As the plant's costs and schedule veered wildly off course, the payouts to Black & Veatch also ballooned.
USAID refused to disclose the amounts paid as costs increased, but contract records obtained by The Associated Press show expenses and fees paid to the company tripled from $15.3 million in July 2007, when the project was estimated at $125.8 million overall, to $46.2 million in October 2009, when the price tag reached $301 million.
Greg Clum, a Black & Veatch vice president, defended the project, calling the plant a "critical piece in our ability to help Afghanistan get its legs under itself and to be able to become a sustainable, growing economic player in the region."
Black & Veatch and The Louis Berger group landed the contract in 2006.
The next year, congressional investigators chastised Berger's work on an earlier contract to build schools and health clinics, accusing the company of poor performance and misrepresenting work.
USAID also found problems with the two companies under their current contract, which an internal assessment found put too much risk on the agency and too little on the contractors, who had no incentive to control spending.
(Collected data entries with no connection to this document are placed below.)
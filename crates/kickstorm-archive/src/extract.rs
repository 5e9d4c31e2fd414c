//! Archive extraction engine.
//!
//! Single pass per archive: enumerate entries, gate on the entry-count
//! limit, then stream each accepted entry to disk while tracking the running
//! decompressed total. Entries that fail the safety filter are skipped and
//! recorded; an entry that would resolve outside the destination root fails
//! the whole archive.

use std::collections::HashMap;
use std::fs;
use std::io::{self, Cursor, Read, Write};
use std::path::{Path, PathBuf};

use flate2::read::GzDecoder;
use tar::Archive as TarArchive;
use zip::read::ZipArchive;

use kickstorm_core::paths;

/// Extraction limits; defaults follow the workspace configuration.
#[derive(Debug, Clone, Copy)]
pub struct ArchiveLimits {
    pub max_archive_bytes: u64,
    pub max_extracted_bytes: u64,
    pub max_file_count: usize,
}

impl Default for ArchiveLimits {
    fn default() -> Self {
        Self {
            max_archive_bytes: 500 * 1024 * 1024,
            max_extracted_bytes: 1024 * 1024 * 1024,
            max_file_count: 5000,
        }
    }
}

/// Supported archive container formats.
#[derive(Debug, Clone, Copy, PartialEq, Eq)]
pub enum ArchiveKind {
    Zip,
    Tar,
    TarGz,
}

impl ArchiveKind {
    pub fn from_filename(filename: &str) -> Option<Self> {
        let lower = filename.to_ascii_lowercase();
        if lower.ends_with(".zip") {
            Some(ArchiveKind::Zip)
        } else if lower.ends_with(".tar.gz") || lower.ends_with(".tgz") {
            Some(ArchiveKind::TarGz)
        } else if lower.ends_with(".tar") {
            Some(ArchiveKind::Tar)
        } else {
            None
        }
    }
}

/// One accepted entry written to the staging directory.
#[derive(Debug, Clone, PartialEq, Eq)]
pub struct ExtractedFile {
    pub path: String,
    pub size: u64,
}

/// One refused entry, with the filter's reason.
#[derive(Debug, Clone, PartialEq, Eq)]
pub struct SkippedEntry {
    pub path: String,
    pub reason: String,
}

/// Result of one extraction: accepted and skipped entries are reported
/// separately so callers can distinguish skips from hard failures.
#[derive(Debug, Default)]
pub struct Extraction {
    pub accepted: Vec<ExtractedFile>,
    pub skipped: Vec<SkippedEntry>,
}

impl Extraction {
    pub fn total_size(&self) -> u64 {
        self.accepted.iter().map(|f| f.size).sum()
    }
}

#[derive(Debug, thiserror::Error)]
pub enum ExtractError {
    #[error("archive of {size} bytes exceeds the limit of {max} bytes")]
    ArchiveTooLarge { size: u64, max: u64 },

    #[error("{count} entries exceed the limit of {max}")]
    TooManyEntries { count: usize, max: usize },

    #[error("expanded size exceeds the limit of {max} bytes")]
    ExpandedTooLarge { max: u64 },

    #[error("unsupported archive format: {0}")]
    UnsupportedFormat(String),

    #[error("archive is corrupt: {0}")]
    Corrupt(String),

    #[error("entry resolves outside the extraction root: {0}")]
    PathEscape(String),

    #[error("entries collide on a case-insensitive filesystem: {0}")]
    CaseCollision(String),

    #[error("archive contains no valid files")]
    NoValidFiles,

    #[error("IO error during extraction: {0}")]
    Io(#[from] io::Error),
}

/// Extract an archive into `dest`, choosing the codec from the filename.
pub fn extract_archive(
    data: &[u8],
    filename: &str,
    dest: &Path,
    limits: &ArchiveLimits,
) -> Result<Extraction, ExtractError> {
    let kind = ArchiveKind::from_filename(filename)
        .ok_or_else(|| ExtractError::UnsupportedFormat(filename.to_string()))?;

    if data.len() as u64 > limits.max_archive_bytes {
        return Err(ExtractError::ArchiveTooLarge {
            size: data.len() as u64,
            max: limits.max_archive_bytes,
        });
    }

    fs::create_dir_all(dest)?;

    let extraction = match kind {
        ArchiveKind::Zip => extract_zip(data, dest, limits)?,
        ArchiveKind::Tar => extract_tar(Cursor::new(data), dest, limits)?,
        ArchiveKind::TarGz => extract_tar(GzDecoder::new(Cursor::new(data)), dest, limits)?,
    };

    tracing::info!(
        accepted = extraction.accepted.len(),
        skipped = extraction.skipped.len(),
        total_size = extraction.total_size(),
        "Archive extraction finished"
    );

    Ok(extraction)
}

/// Decide an entry's fate: `Ok(Some(sanitized))` to extract, `Ok(None)` with
/// a skip record appended, `Err` to fail the archive.
fn admit_entry(
    raw_name: &str,
    dest: &Path,
    skipped: &mut Vec<SkippedEntry>,
) -> Result<Option<(String, PathBuf)>, ExtractError> {
    if let Err(reason) = paths::ensure_safe(raw_name) {
        skipped.push(SkippedEntry {
            path: raw_name.to_string(),
            reason,
        });
        return Ok(None);
    }

    let sanitized = match paths::sanitize(raw_name) {
        Ok(sanitized) => sanitized,
        Err(e) => {
            skipped.push(SkippedEntry {
                path: raw_name.to_string(),
                reason: e.to_string(),
            });
            return Ok(None);
        }
    };

    // Zip-slip defence: the sanitized join must stay under the root. The
    // sanitizer strips traversal segments, so a violation here means the
    // archive is actively hostile and the whole extraction fails.
    let target = dest.join(&sanitized);
    if !target.starts_with(dest) || sanitized.split('/').any(|seg| seg == "..") {
        return Err(ExtractError::PathEscape(raw_name.to_string()));
    }

    Ok(Some((sanitized, target)))
}

/// Reject archives whose entries differ only by ASCII case; on
/// case-insensitive filesystems they would silently overwrite each other.
fn check_case_collisions(names: &[String]) -> Result<(), ExtractError> {
    let mut seen: HashMap<String, &str> = HashMap::new();
    for name in names {
        let lower = name.to_ascii_lowercase();
        match seen.get(lower.as_str()) {
            Some(first) if *first != name.as_str() => {
                return Err(ExtractError::CaseCollision(format!(
                    "{} vs {}",
                    first, name
                )));
            }
            _ => {
                seen.insert(lower, name);
            }
        }
    }
    Ok(())
}

/// Stream `reader` to `target`, failing once the running total would pass
/// the expanded-size limit.
fn write_limited(
    reader: &mut impl Read,
    target: &Path,
    running_total: &mut u64,
    limits: &ArchiveLimits,
) -> Result<u64, ExtractError> {
    if let Some(parent) = target.parent() {
        fs::create_dir_all(parent)?;
    }
    let mut out = fs::File::create(target)?;

    let budget = limits.max_extracted_bytes.saturating_sub(*running_total);
    // Read one byte past the budget so an exactly-at-limit file passes and
    // an over-limit file is detected without draining the entry.
    let mut limited = reader.take(budget + 1);
    let written = io::copy(&mut limited, &mut out)?;
    if written > budget {
        drop(out);
        let _ = fs::remove_file(target);
        return Err(ExtractError::ExpandedTooLarge {
            max: limits.max_extracted_bytes,
        });
    }
    out.flush()?;
    *running_total += written;
    Ok(written)
}

fn extract_zip(data: &[u8], dest: &Path, limits: &ArchiveLimits) -> Result<Extraction, ExtractError> {
    let mut archive =
        ZipArchive::new(Cursor::new(data)).map_err(|e| ExtractError::Corrupt(e.to_string()))?;

    let file_names: Vec<String> = archive
        .file_names()
        .filter(|name| !name.ends_with('/'))
        .map(str::to_string)
        .collect();

    if file_names.is_empty() {
        return Err(ExtractError::NoValidFiles);
    }
    if file_names.len() > limits.max_file_count {
        return Err(ExtractError::TooManyEntries {
            count: file_names.len(),
            max: limits.max_file_count,
        });
    }
    check_case_collisions(&file_names)?;

    let mut extraction = Extraction::default();
    let mut running_total = 0u64;

    for index in 0..archive.len() {
        let mut entry = archive
            .by_index(index)
            .map_err(|e| ExtractError::Corrupt(e.to_string()))?;
        if entry.is_dir() {
            continue;
        }
        let raw_name = entry.name().to_string();

        // Symlinked entries are never materialized.
        if let Some(mode) = entry.unix_mode() {
            if mode & 0o170000 == 0o120000 {
                extraction.skipped.push(SkippedEntry {
                    path: raw_name,
                    reason: "symbolic link".to_string(),
                });
                continue;
            }
        }

        let Some((sanitized, target)) = admit_entry(&raw_name, dest, &mut extraction.skipped)?
        else {
            continue;
        };

        let written = write_limited(&mut entry, &target, &mut running_total, limits)?;
        upsert_accepted(&mut extraction.accepted, sanitized, written);
    }

    Ok(extraction)
}

fn extract_tar<R: Read>(
    reader: R,
    dest: &Path,
    limits: &ArchiveLimits,
) -> Result<Extraction, ExtractError> {
    let mut archive = TarArchive::new(reader);
    let mut extraction = Extraction::default();
    let mut running_total = 0u64;
    let mut file_count = 0usize;
    let mut seen_lower: HashMap<String, String> = HashMap::new();

    let entries = archive
        .entries()
        .map_err(|e| ExtractError::Corrupt(e.to_string()))?;

    for entry in entries {
        let mut entry = entry.map_err(|e| ExtractError::Corrupt(e.to_string()))?;
        let entry_type = entry.header().entry_type();
        if entry_type.is_dir() {
            continue;
        }
        let raw_name = entry
            .path()
            .map_err(|e| ExtractError::Corrupt(e.to_string()))?
            .to_string_lossy()
            .into_owned();

        if entry_type.is_symlink() || entry_type.is_hard_link() {
            extraction.skipped.push(SkippedEntry {
                path: raw_name,
                reason: "symbolic link".to_string(),
            });
            continue;
        }
        if !entry_type.is_file() {
            extraction.skipped.push(SkippedEntry {
                path: raw_name,
                reason: "special file".to_string(),
            });
            continue;
        }

        file_count += 1;
        if file_count > limits.max_file_count {
            return Err(ExtractError::TooManyEntries {
                count: file_count,
                max: limits.max_file_count,
            });
        }
        let lower = raw_name.to_ascii_lowercase();
        match seen_lower.get(&lower) {
            Some(first) if first != &raw_name => {
                return Err(ExtractError::CaseCollision(format!(
                    "{} vs {}",
                    first, raw_name
                )));
            }
            _ => {
                seen_lower.insert(lower, raw_name.clone());
            }
        }

        let Some((sanitized, target)) = admit_entry(&raw_name, dest, &mut extraction.skipped)?
        else {
            continue;
        };

        let written = write_limited(&mut entry, &target, &mut running_total, limits)?;
        upsert_accepted(&mut extraction.accepted, sanitized, written);
    }

    if file_count == 0 && extraction.skipped.is_empty() {
        return Err(ExtractError::NoValidFiles);
    }

    Ok(extraction)
}

/// Duplicate entries: last write wins, reported once.
fn upsert_accepted(accepted: &mut Vec<ExtractedFile>, path: String, size: u64) {
    match accepted.iter_mut().find(|f| f.path == path) {
        Some(existing) => existing.size = size,
        None => accepted.push(ExtractedFile { path, size }),
    }
}
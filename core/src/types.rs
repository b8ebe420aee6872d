/// Single coordinate axis used for board width, height, and positions.
pub type Coord = u8;

/// Count type used for mine counts, flag counts, and dug-cell counts.
pub type CellCount = u16;

/// Two-dimensional coordinates `(x, y)`.
pub type Coord2 = (Coord, Coord);

/// Conversion into an `ndarray` index.
pub trait ToNdIndex {
    type Output;
    fn to_nd_index(self) -> Self::Output;
}

impl ToNdIndex for Coord2 {
    type Output = [usize; 2];

    fn to_nd_index(self) -> Self::Output {
        [self.0.into(), self.1.into()]
    }
}

pub const fn mult(a: Coord, b: Coord) -> CellCount {
    let a = a as CellCount;
    let b = b as CellCount;
    a.saturating_mul(b)
}

const DISPLACEMENTS: [(i8, i8); 8] = [
    (-1, -1),
    (0, -1),
    (1, -1),
    (-1, 0),
    (1, 0),
    (-1, 1),
    (0, 1),
    (1, 1),
];

/// Iterates the up to 8 in-bounds neighbors of `center` on a board of size
/// `bounds`, in reading order.
pub fn neighbors(center: Coord2, bounds: Coord2) -> impl Iterator<Item = Coord2> {
    DISPLACEMENTS
        .iter()
        .filter_map(move |&delta| apply_delta(center, delta, bounds))
}

fn apply_delta(coords: Coord2, delta: (i8, i8), bounds: Coord2) -> Option<Coord2> {
    let (x, y) = coords;
    let (dx, dy) = delta;
    let (max_x, max_y) = bounds;

    let next_x = x.checked_add_signed(dx)?;
    if next_x >= max_x {
        return None;
    }

    let next_y = y.checked_add_signed(dy)?;
    if next_y >= max_y {
        return None;
    }

    Some((next_x, next_y))
}

#[cfg(test)]
mod tests {
    use super::*;

    fn collect(center: Coord2, bounds: Coord2) -> Vec<Coord2> {
        neighbors(center, bounds).collect()
    }

    #[test]
    fn center_cell_has_eight_neighbors() {
        let got = collect((4, 4), (9, 9));
        assert_eq!(got.len(), 8);
        for expected in [
            (3, 3),
            (4, 3),
            (5, 3),
            (3, 4),
            (5, 4),
            (3, 5),
            (4, 5),
            (5, 5),
        ] {
            assert!(got.contains(&expected), "missing neighbor {:?}", expected);
        }
    }

    #[test]
    fn corner_cell_has_three_neighbors() {
        let got = collect((0, 0), (9, 9));
        assert_eq!(got, vec![(1, 0), (0, 1), (1, 1)]);

        let got = collect((8, 8), (9, 9));
        assert_eq!(got, vec![(7, 7), (8, 7), (7, 8)]);
    }

    #[test]
    fn edge_cell_has_five_neighbors() {
        assert_eq!(collect((4, 0), (9, 9)).len(), 5);
        assert_eq!(collect((0, 4), (9, 9)).len(), 5);
    }

    #[test]
    fn neighbors_never_include_center() {
        for x in 0..3 {
            for y in 0..3 {
                assert!(!collect((x, y), (3, 3)).contains(&(x, y)));
            }
        }
    }
}
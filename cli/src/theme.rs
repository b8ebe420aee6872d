use crossterm::style::{Color, Stylize};
use scava_core::CellView;

/// Presentation configuration for one rendering target, passed into the
/// render step instead of living in process globals. `plain` is used when
/// stdout is not a terminal.
#[derive(Copy, Clone, Debug, PartialEq, Eq)]
pub struct Theme {
    colored: bool,
}

impl Theme {
    pub const fn colored() -> Self {
        Self { colored: true }
    }

    pub const fn plain() -> Self {
        Self { colored: false }
    }

    /// One-character glyph for a cell, colorized when the theme allows it.
    pub fn cell(self, view: CellView) -> String {
        let (glyph, color) = match view {
            CellView::Hidden => ("?".to_string(), Color::Blue),
            CellView::Flagged => ("F".to_string(), Color::Green),
            CellView::Dug(0) => (" ".to_string(), Color::Reset),
            CellView::Dug(count) => (count.to_string(), Color::Yellow),
        };

        if self.colored {
            glyph.with(color).to_string()
        } else {
            glyph
        }
    }
}
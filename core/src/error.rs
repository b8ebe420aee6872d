use thiserror::Error;

#[derive(Error, Debug, Copy, Clone, PartialEq, Eq)]
pub enum GameError {
    #[error("Coordinates outside the board")]
    OutOfBounds,
    #[error("Mine count must be smaller than the cell count")]
    TooManyMines,
}

pub type Result<T> = core::result::Result<T, GameError>;
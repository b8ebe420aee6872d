use crate::*;
pub use random::*;

mod random;

/// Strategy producing a finished mine layout for a board configuration.
pub trait MineGenerator {
    fn generate(self, config: GameConfig) -> MineLayout;
}
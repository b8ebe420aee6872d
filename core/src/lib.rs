use core::ops::Index;
use ndarray::Array2;
use serde::{Deserialize, Serialize};

pub use board::*;
pub use cell::*;
pub use error::*;
pub use generator::*;
pub use types::*;

mod board;
mod cell;
mod error;
mod generator;
mod types;

/// Construction-time board parameters.
#[derive(Copy, Clone, Debug, PartialEq, Serialize, Deserialize)]
pub struct GameConfig {
    pub size: Coord2,
    pub mines: CellCount,
}

impl GameConfig {
    pub const fn new(size: Coord2, mines: CellCount) -> Self {
        Self { size, mines }
    }

    /// A board must keep at least one safe cell, otherwise mine placement
    /// cannot terminate.
    pub fn validate(self) -> Result<Self> {
        if self.mines >= self.total_cells() {
            Err(GameError::TooManyMines)
        } else {
            Ok(self)
        }
    }

    pub const fn total_cells(&self) -> CellCount {
        mult(self.size.0, self.size.1)
    }

    pub const fn safe_cells(&self) -> CellCount {
        self.total_cells().saturating_sub(self.mines)
    }

    pub const fn contains(&self, coords: Coord2) -> bool {
        coords.0 < self.size.0 && coords.1 < self.size.1
    }
}

/// Where the mines are: a dense mask plus the cached mine count.
#[derive(Clone, Debug, PartialEq, Serialize, Deserialize)]
pub struct MineLayout {
    mask: Array2<bool>,
    count: CellCount,
}

impl MineLayout {
    pub fn from_mask(mask: Array2<bool>) -> Self {
        let count = mask.iter().filter(|&&mine| mine).count() as CellCount;
        Self { mask, count }
    }

    /// Builds a layout from explicit mine positions; the deterministic path
    /// used by tests and replays.
    pub fn from_mine_coords(size: Coord2, mine_coords: &[Coord2]) -> Result<Self> {
        let mut mask: Array2<bool> = Array2::default(size.to_nd_index());

        for &coords in mine_coords {
            if coords.0 >= size.0 || coords.1 >= size.1 {
                return Err(GameError::OutOfBounds);
            }
            mask[coords.to_nd_index()] = true;
        }

        Ok(Self::from_mask(mask))
    }

    pub fn size(&self) -> Coord2 {
        let dim = self.mask.dim();
        (dim.0 as Coord, dim.1 as Coord)
    }

    pub fn mine_count(&self) -> CellCount {
        self.count
    }

    pub fn contains_mine(&self, coords: Coord2) -> bool {
        self[coords]
    }

    /// Mines in the 8 cells around `coords`. Out-of-bounds neighbors are
    /// skipped by the iterator and so contribute nothing.
    pub fn adjacent_mine_count(&self, coords: Coord2) -> u8 {
        neighbors(coords, self.size())
            .filter(|&pos| self[pos])
            .count() as u8
    }
}

impl Index<Coord2> for MineLayout {
    type Output = bool;

    fn index(&self, coords: Coord2) -> &Self::Output {
        &self.mask[coords.to_nd_index()]
    }
}

#[cfg(test)]
mod tests {
    use super::*;

    #[test]
    fn config_rejects_unplaceable_mine_counts() {
        assert_eq!(
            GameConfig::new((3, 3), 9).validate(),
            Err(GameError::TooManyMines)
        );
        assert_eq!(
            GameConfig::new((3, 3), 10).validate(),
            Err(GameError::TooManyMines)
        );
        assert!(GameConfig::new((3, 3), 8).validate().is_ok());
    }

    #[test]
    fn config_cell_counts() {
        let config = GameConfig::new((20, 20), 80);
        assert_eq!(config.total_cells(), 400);
        assert_eq!(config.safe_cells(), 320);
        assert!(config.contains((19, 19)));
        assert!(!config.contains((20, 0)));
        assert!(!config.contains((0, 20)));
    }

    #[test]
    fn layout_from_coords_counts_distinct_mines() {
        let layout = MineLayout::from_mine_coords((3, 3), &[(0, 0), (2, 2), (0, 0)]).unwrap();
        assert_eq!(layout.mine_count(), 2);
        assert!(layout.contains_mine((0, 0)));
        assert!(layout.contains_mine((2, 2)));
        assert!(!layout.contains_mine((1, 1)));
    }

    #[test]
    fn layout_rejects_out_of_bounds_mines() {
        assert_eq!(
            MineLayout::from_mine_coords((3, 3), &[(3, 0)]),
            Err(GameError::OutOfBounds)
        );
    }

    #[test]
    fn adjacency_counts_around_an_l_shape() {
        let layout = MineLayout::from_mine_coords((9, 9), &[(0, 0), (1, 0), (0, 1)]).unwrap();
        assert_eq!(layout.adjacent_mine_count((1, 1)), 3);
        assert_eq!(layout.adjacent_mine_count((2, 0)), 1);
        assert_eq!(layout.adjacent_mine_count((0, 2)), 1);
        assert_eq!(layout.adjacent_mine_count((2, 2)), 0);
    }
}
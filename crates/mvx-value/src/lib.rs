#![forbid(unsafe_code)]

//! Self-describing dynamic values for the MVX runtime.
//!
//! [`Value`] is a discriminated union carrying one of seven kinds: Null,
//! Bool, Int, Double, String, Sequence, Map. Sequences and maps nest
//! recursively, so a single `Value` can describe an arbitrary tree of
//! dynamically-typed data crossing the runtime boundary.
//!
//! # Design
//!
//! The payload lives directly in the enum variant, so kind/payload
//! consistency, recursive destruction, deep copy, and move semantics are
//! all enforced by ownership rather than by hand-written lifetime helpers.
//! `Value::default()` is `Null`, which makes [`std::mem::take`] the
//! canonical O(1) move: the source is left `Null`, the payload transfers.
//!
//! # Invariants
//!
//! 1. The active variant and [`Value::kind`] always agree; there is no
//!    other payload state to drift out of sync.
//! 2. `clone()` deep-copies String/Sequence/Map payloads recursively.
//! 3. Typed accessors never substitute a default on a kind mismatch; they
//!    return [`TypeMismatch`] in every build configuration.
//! 4. Container operations never coalesce a mismatched kind into an empty
//!    container; the previous payload is never silently discarded.
//!
//! # Failure Modes
//!
//! - **Kind mismatch**: every fallible operation reports the expected and
//!   actual kinds; the value itself is left untouched.
//! - **Deep graphs**: `clone()` and drop recurse over the value tree; depth
//!   is bounded only by the caller's data.

pub mod error;
pub mod value;

pub use error::TypeMismatch;
pub use value::{Kind, Value};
In March 2009, with more than half of the $1.4 billion already committed, the agency said it had "lost confidence" in the companies' abilities to do reconstruction work in Afghanistan. Yet the contract continues, with both the agency and the contractors saying management has improved.
"We had a rough patch," says Larry Walker, president of Louis Berger.
Shairzay, the former deputy energy minister, says Afghans view the diesel plant as a nice, expensive gift.
"Instead of giving me a small car, you give me really a Jaguar," he says. "And it will be up to me whether I use it, or just park it and look at it."